Electronic Thesis and Dissertation Repository

Degree

Doctor of Philosophy

Program

Geology

Supervisor

Plint, Guy

Abstract

Within a 90,000 km2 study area in SW Alberta, Santonian – basal Campanian strata of the upper Wapiabi Formation are dominated by marine rocks that thin westward from ~300 ~180 m over ~300 km, reflecting apparently spatially uniform flexural subsidence driven by the static load of the orogen. A high-resolution allostratigraphic framework established ten allomembers grouped in four informal tectono-stratigraphic ‘units’, three of which were previously recognized in NW Alberta. In the north and east, the formation is dominated by mudstone organized in numerous metre-scale siltier- and sandier-upward parasequences. A lack of clinoforms and abundant wave-formed sedimentary structures suggest that deposition took place on a shallow, low-gradient, wave-graded ramp where sediment transport was affected mainly by storm-generated combined flows. In the south and west, marine mudstone passes laterally into nearshore sandstone and heterolithic coastal plain facies. Nearshore sandstone facies represent a broadly linear (although with some local irregularities), NW-SE-trending strandplain. Towards the SW, shoreface sandstones interdigitate with coeval coastal plain facies that represent an array of channel, crevasse splay, lake and floodplain environments. A net aggradationalprogradational stacking pattern with limited updip alluvial aggradation reflects minor tectonic subsidence in the SW. Subsequent increase in accommodation suggest minor eustatic rise recorded by subsequent backstep backstep of the shoreface.

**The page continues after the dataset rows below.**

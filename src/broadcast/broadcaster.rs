use std::sync::atomic::{AtomicU64, Ordering};
use std::sync::Arc;

use futures::stream::{FuturesUnordered, StreamExt};
use serde::Serialize;

use crate::connection_manager::{ConnectionHandle, ConnectionRegistry, DeliveryError};
use crate::metrics::ChatMetrics;
use crate::websocket::OutboundMessage;

use super::ChatMessage;

/// Maximum number of concurrent message sends
const MAX_CONCURRENT_SENDS: usize = 100;

/// Fanouts at or below this size are sent sequentially
const SEQUENTIAL_FANOUT_LIMIT: usize = 3;

/// Outcome of a single broadcast
#[derive(Debug, Clone, Default, Serialize)]
pub struct DeliveryReport {
    /// Members of the snapshot the broadcast was sent to
    pub recipients: usize,
    /// Connections the message was enqueued for
    pub delivered: usize,
    /// Per-connection failures; each failed connection was removed
    #[serde(skip)]
    pub failures: Vec<DeliveryError>,
}

impl DeliveryReport {
    pub fn failed(&self) -> usize {
        self.failures.len()
    }
}

/// Statistics for the broadcaster
#[derive(Debug, Default)]
pub struct BroadcastStats {
    pub broadcasts: AtomicU64,
    pub direct_sends: AtomicU64,
    pub total_delivered: AtomicU64,
    pub total_failed: AtomicU64,
}

impl BroadcastStats {
    pub fn snapshot(&self) -> BroadcastStatsSnapshot {
        BroadcastStatsSnapshot {
            broadcasts: self.broadcasts.load(Ordering::Relaxed),
            direct_sends: self.direct_sends.load(Ordering::Relaxed),
            total_delivered: self.total_delivered.load(Ordering::Relaxed),
            total_failed: self.total_failed.load(Ordering::Relaxed),
        }
    }
}

/// Snapshot of broadcaster statistics
#[derive(Debug, Clone, Serialize)]
pub struct BroadcastStatsSnapshot {
    pub broadcasts: u64,
    pub direct_sends: u64,
    pub total_delivered: u64,
    pub total_failed: u64,
}

/// Fans chat messages out to every registered connection
pub struct Broadcaster {
    registry: Arc<ConnectionRegistry>,
    stats: BroadcastStats,
}

impl Broadcaster {
    pub fn new(registry: Arc<ConnectionRegistry>) -> Self {
        Self {
            registry,
            stats: BroadcastStats::default(),
        }
    }

    pub fn registry(&self) -> &Arc<ConnectionRegistry> {
        &self.registry
    }

    /// Get broadcaster statistics
    pub fn stats(&self) -> BroadcastStatsSnapshot {
        self.stats.snapshot()
    }

    /// Deliver a message to every connection registered at call time.
    ///
    /// A failed send affects only its target: the failure is recorded in the
    /// report and the target is removed from the registry.
    #[tracing::instrument(
        name = "broadcaster.broadcast",
        skip(self, message),
        fields(kind = message.kind())
    )]
    pub async fn broadcast(&self, message: &ChatMessage) -> DeliveryReport {
        let connections = self.registry.snapshot();
        let outbound = OutboundMessage::text(message.to_string());

        let (delivered, failures) = self.send_to_connections(&connections, &outbound).await;

        for failure in &failures {
            tracing::warn!(
                connection_id = %failure.connection_id(),
                error = %failure,
                "Delivery failed, dropping connection"
            );
            ChatMetrics::record_failed(failure.reason());
            self.registry.remove(failure.connection_id());
        }

        // Update stats
        self.stats.broadcasts.fetch_add(1, Ordering::Relaxed);
        self.stats.total_delivered.fetch_add(delivered as u64, Ordering::Relaxed);
        self.stats.total_failed.fetch_add(failures.len() as u64, Ordering::Relaxed);

        ChatMetrics::record_broadcast(message.kind(), connections.len());
        ChatMetrics::record_delivered(delivered as u64);

        tracing::debug!(
            recipients = connections.len(),
            delivered = delivered,
            failed = failures.len(),
            "Broadcast message to all connections"
        );

        DeliveryReport {
            recipients: connections.len(),
            delivered,
            failures,
        }
    }

    /// Deliver a message to exactly one connection
    pub async fn send_direct(
        &self,
        connection: &ConnectionHandle,
        message: &ChatMessage,
    ) -> Result<(), DeliveryError> {
        self.stats.direct_sends.fetch_add(1, Ordering::Relaxed);
        ChatMetrics::record_direct();

        match connection.send(OutboundMessage::text(message.to_string())).await {
            Ok(()) => {
                self.stats.total_delivered.fetch_add(1, Ordering::Relaxed);
                ChatMetrics::record_delivered(1);
                Ok(())
            }
            Err(e) => {
                self.stats.total_failed.fetch_add(1, Ordering::Relaxed);
                ChatMetrics::record_failed(e.reason());
                tracing::debug!(
                    connection_id = %connection.id,
                    error = %e,
                    "Direct send failed"
                );
                Err(e)
            }
        }
    }

    /// Send one message to a list of connections.
    /// Small lists go sequentially; larger ones with bounded parallelism.
    async fn send_to_connections(
        &self,
        connections: &[Arc<ConnectionHandle>],
        message: &OutboundMessage,
    ) -> (usize, Vec<DeliveryError>) {
        let mut delivered = 0;
        let mut failures = Vec::new();

        if connections.len() <= SEQUENTIAL_FANOUT_LIMIT {
            for conn in connections {
                match conn.send(message.clone()).await {
                    Ok(()) => delivered += 1,
                    Err(e) => failures.push(e),
                }
            }
            return (delivered, failures);
        }

        let mut futures = FuturesUnordered::new();
        let mut pending = 0;

        for conn in connections {
            let conn = conn.clone();
            let msg = message.clone();
            futures.push(async move { conn.send(msg).await });
            pending += 1;

            // Process completed futures when we hit the concurrency limit
            while pending >= MAX_CONCURRENT_SENDS {
                let Some(result) = futures.next().await else {
                    break;
                };
                pending -= 1;
                match result {
                    Ok(()) => delivered += 1,
                    Err(e) => failures.push(e),
                }
            }
        }

        // Process remaining futures
        while let Some(result) = futures.next().await {
            match result {
                Ok(()) => delivered += 1,
                Err(e) => failures.push(e),
            }
        }

        (delivered, failures)
    }
}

Integration of present and previous work shows that three tectono-stratigraphic ‘units’ can be recognized over a strike distance of > 800 km. The flexural depocentres of units 1 and 3 extend across the present study area, but unit 2 is confined to a northern depocentre; in the study area, unit 2 time is recorded by thin bioclastic condensed facies that formed on a contemporaneous forebulge. Isopach mapping on an allomember scale (order of 100- 200 kyr) revealed subtle differential subsidence across Precambrian basement domain boundaries resulted in the distortion of the wedge-shaped rock bodies typical of foreland basins. The clearest expression of this deep-seated control is along the boundary between the Vulcan Structure and the Medicine Hat Block. Differential movement between blocks may be attributable to subtle changes in in-plane stress, related to far-field forces resulting from tectonic activity in the Cordillera.